Colorado's solar industry has some good news: Jobs here in solar energy increased by 13 percent in 2017. The state ranks ninth nationally for solar jobs, according to a census by The Solar Foundation — one of the most comprehensive examinations of jobs in the industry. The Bureau of Labor Statistics does not track solar jobs in any comprehensive way.
Ed Gilliland, the foundation’s senior director, said the Centennial State is historically “one of the stronger states in the country.”
Overall, solar jobs declined across the United States 3.8 percent. Leading that loss is California, which saw policy and economic challenges. While California is far and away the largest market for solar jobs, and Colorado is a fraction of the size, the solar jobs census found “an increase in jobs across the board for Colorado for 2017,” Gilliland said.
Colorado’s growth was fueled by the state’s renewable portfolio standard and relatively new products like community solar.

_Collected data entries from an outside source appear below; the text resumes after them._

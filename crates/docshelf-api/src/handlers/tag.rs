//! Tag CRUD handlers.

use axum::Json;
use axum::extract::rejection::JsonRejection;
use axum::extract::{Path, State};
use axum::http::StatusCode;

use docshelf_entity::tag::Tag;

use crate::dto::request::{CreateTagRequest, UpdateTagRequest};
use crate::dto::response::{ApiResponse, TagDeletedResponse};
use crate::error::ApiError;
use crate::extractors::Actor;
use crate::extractors::path::parse_tag_id;
use crate::state::AppState;

/// GET /api/tags
pub async fn list_tags(
    State(state): State<AppState>,
) -> Result<Json<ApiResponse<Vec<Tag>>>, ApiError> {
    let tags = state.tag_service.list().await?;
    Ok(Json(ApiResponse::ok(tags)))
}

/// GET /api/tags/{id}
pub async fn get_tag(
    State(state): State<AppState>,
    Path(id): Path<String>,
) -> Result<Json<ApiResponse<Tag>>, ApiError> {
    let tag = state.tag_service.get(parse_tag_id(&id)?).await?;
    Ok(Json(ApiResponse::ok(tag)))
}

/// POST /api/tags
pub async fn create_tag(
    State(state): State<AppState>,
    actor: Actor,
    payload: Result<Json<CreateTagRequest>, JsonRejection>,
) -> Result<(StatusCode, Json<ApiResponse<Tag>>), ApiError> {
    let Json(req) = payload?;
    let tag = state.tag_service.create(&actor, req).await?;
    Ok((StatusCode::CREATED, Json(ApiResponse::ok(tag))))
}

/// PATCH /api/tags/{id}
pub async fn update_tag(
    State(state): State<AppState>,
    actor: Actor,
    Path(id): Path<String>,
    payload: Result<Json<UpdateTagRequest>, JsonRejection>,
) -> Result<Json<ApiResponse<Tag>>, ApiError> {
    let id = parse_tag_id(&id)?;
    let Json(req) = payload?;
    let tag = state.tag_service.update(&actor, id, req).await?;
    Ok(Json(ApiResponse::ok(tag)))
}

/// DELETE /api/tags/{id}
pub async fn delete_tag(
    State(state): State<AppState>,
    Path(id): Path<String>,
) -> Result<Json<ApiResponse<TagDeletedResponse>>, ApiError> {
    let id = parse_tag_id(&id)?;
    let affected_documents = state.tag_service.delete(id).await?;
    Ok(Json(ApiResponse::ok(TagDeletedResponse {
        id,
        affected_documents,
    })))
}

The 2018 outlook doesn’t look better compared to 2017 though. With the Trump decision on solar panel tariffs, the Solar Energy Industries Association estimates another 23,000 jobs lost.
“And so it will very easily result in a decline in jobs in 2018 and into 2019,” Gilliland pointed out.
State-level policies matter when it comes to solar growth which may give Colorado what it needs to weather a rough patch. Other favorable factors include Gov. John Hickenlooper’s Climate Action Plan to reduce greenhouse gases, and Xcel Energy’s continued thirst for renewable energy. The utility seeking to boost renewable energy to 55 percent over the next eight years.